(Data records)
-------------------------

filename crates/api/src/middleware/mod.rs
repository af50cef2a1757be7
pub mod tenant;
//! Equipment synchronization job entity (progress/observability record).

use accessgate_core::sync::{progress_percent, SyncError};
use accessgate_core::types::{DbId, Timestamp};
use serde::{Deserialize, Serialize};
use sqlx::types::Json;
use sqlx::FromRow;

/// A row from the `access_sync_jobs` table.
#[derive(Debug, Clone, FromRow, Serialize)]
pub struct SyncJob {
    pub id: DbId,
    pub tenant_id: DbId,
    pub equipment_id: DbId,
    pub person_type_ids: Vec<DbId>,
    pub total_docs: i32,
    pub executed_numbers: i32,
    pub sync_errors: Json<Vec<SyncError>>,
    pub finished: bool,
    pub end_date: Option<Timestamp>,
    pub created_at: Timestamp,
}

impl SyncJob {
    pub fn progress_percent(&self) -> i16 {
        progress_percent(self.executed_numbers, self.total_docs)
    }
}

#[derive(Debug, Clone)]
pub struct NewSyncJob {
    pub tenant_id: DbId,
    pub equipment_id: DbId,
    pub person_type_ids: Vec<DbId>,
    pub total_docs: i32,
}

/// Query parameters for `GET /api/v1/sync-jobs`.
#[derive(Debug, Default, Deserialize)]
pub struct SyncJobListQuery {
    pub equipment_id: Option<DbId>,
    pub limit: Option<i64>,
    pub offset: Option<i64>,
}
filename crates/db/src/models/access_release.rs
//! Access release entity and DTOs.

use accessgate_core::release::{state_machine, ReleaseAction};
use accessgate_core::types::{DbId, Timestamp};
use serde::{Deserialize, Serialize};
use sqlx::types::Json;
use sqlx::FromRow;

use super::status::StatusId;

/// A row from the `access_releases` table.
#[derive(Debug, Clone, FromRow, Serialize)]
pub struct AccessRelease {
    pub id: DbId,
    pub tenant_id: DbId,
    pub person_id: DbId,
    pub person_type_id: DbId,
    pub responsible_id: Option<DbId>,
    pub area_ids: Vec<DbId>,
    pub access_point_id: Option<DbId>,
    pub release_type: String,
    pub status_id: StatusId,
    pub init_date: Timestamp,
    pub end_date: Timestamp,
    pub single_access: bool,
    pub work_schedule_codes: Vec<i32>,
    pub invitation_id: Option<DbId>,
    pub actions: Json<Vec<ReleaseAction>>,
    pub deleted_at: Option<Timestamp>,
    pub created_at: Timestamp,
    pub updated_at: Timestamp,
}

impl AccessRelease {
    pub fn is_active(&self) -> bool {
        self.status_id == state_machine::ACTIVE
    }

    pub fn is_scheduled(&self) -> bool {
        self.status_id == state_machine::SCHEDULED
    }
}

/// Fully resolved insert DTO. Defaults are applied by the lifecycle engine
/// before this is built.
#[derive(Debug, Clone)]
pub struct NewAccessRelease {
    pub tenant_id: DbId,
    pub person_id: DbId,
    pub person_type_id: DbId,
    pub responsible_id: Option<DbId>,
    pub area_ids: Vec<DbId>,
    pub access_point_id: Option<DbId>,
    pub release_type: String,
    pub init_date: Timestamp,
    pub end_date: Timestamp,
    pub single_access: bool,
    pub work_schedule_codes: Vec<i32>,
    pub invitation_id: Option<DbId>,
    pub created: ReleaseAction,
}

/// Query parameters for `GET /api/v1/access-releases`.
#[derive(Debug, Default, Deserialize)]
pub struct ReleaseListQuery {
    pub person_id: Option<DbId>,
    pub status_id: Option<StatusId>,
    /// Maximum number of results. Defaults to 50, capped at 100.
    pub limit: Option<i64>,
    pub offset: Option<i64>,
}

-------------------------

§ ACTIVITY
An exact copy of every record above is needed. Write it out word for word.

§ TASK OUTPUT
filename crates/api/src/middleware/mod.rs
repository af50cef2a1757be7
pub mod tenant;
//! Equipment synchronization job entity (progress/observability record).

use accessgate_core::sync::{progress_percent, SyncError};
use accessgate_core::types::{DbId, Timestamp};
use serde::{Deserialize, Serialize};
use sqlx::types::Json;
use sqlx::FromRow;

/// A row from the `access_sync_jobs` table.
#[derive(Debug, Clone, FromRow, Serialize)]
pub struct SyncJob {
    pub id: DbId,
    pub tenant_id: DbId,
    pub equipment_id: DbId,
    pub person_type_ids: Vec<DbId>,
    pub total_docs: i32,
    pub executed_numbers: i32,
    pub sync_errors: Json<Vec<SyncError>>,
    pub finished: bool,
    pub end_date: Option<Timestamp>,
    pub created_at: Timestamp,
}

impl SyncJob {
    pub fn progress_percent(&self) -> i16 {
        progress_percent(self.executed_numbers, self.total_docs)
    }
}

#[derive(Debug, Clone)]
pub struct NewSyncJob {
    pub tenant_id: DbId,
    pub equipment_id: DbId,
    pub person_type_ids: Vec<DbId>,
    pub total_docs: i32,
}

/// Query parameters for `GET /api/v1/sync-jobs`.
#[derive(Debug, Default, Deserialize)]
pub struct SyncJobListQuery {
    pub equipment_id: Option<DbId>,
    pub limit: Option<i64>,
    pub offset: Option<i64>,
}
filename crates/db/src/models/access_release.rs
//! Access release entity and DTOs.

use accessgate_core::release::{state_machine, ReleaseAction};
use accessgate_core::types::{DbId, Timestamp};
use serde::{Deserialize, Serialize};
use sqlx::types::Json;
use sqlx::FromRow;

use super::status::StatusId;

/// A row from the `access_releases` table.
#[derive(Debug, Clone, FromRow, Serialize)]
pub struct AccessRelease {
    pub id: DbId,
    pub tenant_id: DbId,
    pub person_id: DbId,
    pub person_type_id: DbId,
    pub responsible_id: Option<DbId>,
    pub area_ids: Vec<DbId>,
    pub access_point_id: Option<DbId>,
    pub release_type: String,
    pub status_id: StatusId,
    pub init_date: Timestamp,
    pub end_date: Timestamp,
    pub single_access: bool,
    pub work_schedule_codes: Vec<i32>,
    pub invitation_id: Option<DbId>,
    pub actions: Json<Vec<ReleaseAction>>,
    pub deleted_at: Option<Timestamp>,
    pub created_at: Timestamp,
    pub updated_at: Timestamp,
}

impl AccessRelease {
    pub fn is_active(&self) -> bool {
        self.status_id == state_machine::ACTIVE
    }

    pub fn is_scheduled(&self) -> bool {
        self.status_id == state_machine::SCHEDULED
    }
}

/// Fully resolved insert DTO. Defaults are applied by the lifecycle engine
/// before this is built.
#[derive(Debug, Clone)]
pub struct NewAccessRelease {
    pub tenant_id: DbId,
    pub person_id: DbId,
    pub person_type_id: DbId,
    pub responsible_id: Option<DbId>,
    pub area_ids: Vec<DbId>,
    pub access_point_id: Option<DbId>,
    pub release_type: String,
    pub init_date: Timestamp,
    pub end_date: Timestamp,
    pub single_access: bool,
    pub work_schedule_codes: Vec<i32>,
    pub invitation_id: Option<DbId>,
    pub created: ReleaseAction,
}

/// Query parameters for `GET /api/v1/access-releases`.
#[derive(Debug, Default, Deserialize)]
pub struct ReleaseListQuery {
    pub person_id: Option<DbId>,
    pub status_id: Option<StatusId>,
    /// Maximum number of results. Defaults to 50, capped at 100.
    pub limit: Option<i64>,
    pub offset: Option<i64>,
}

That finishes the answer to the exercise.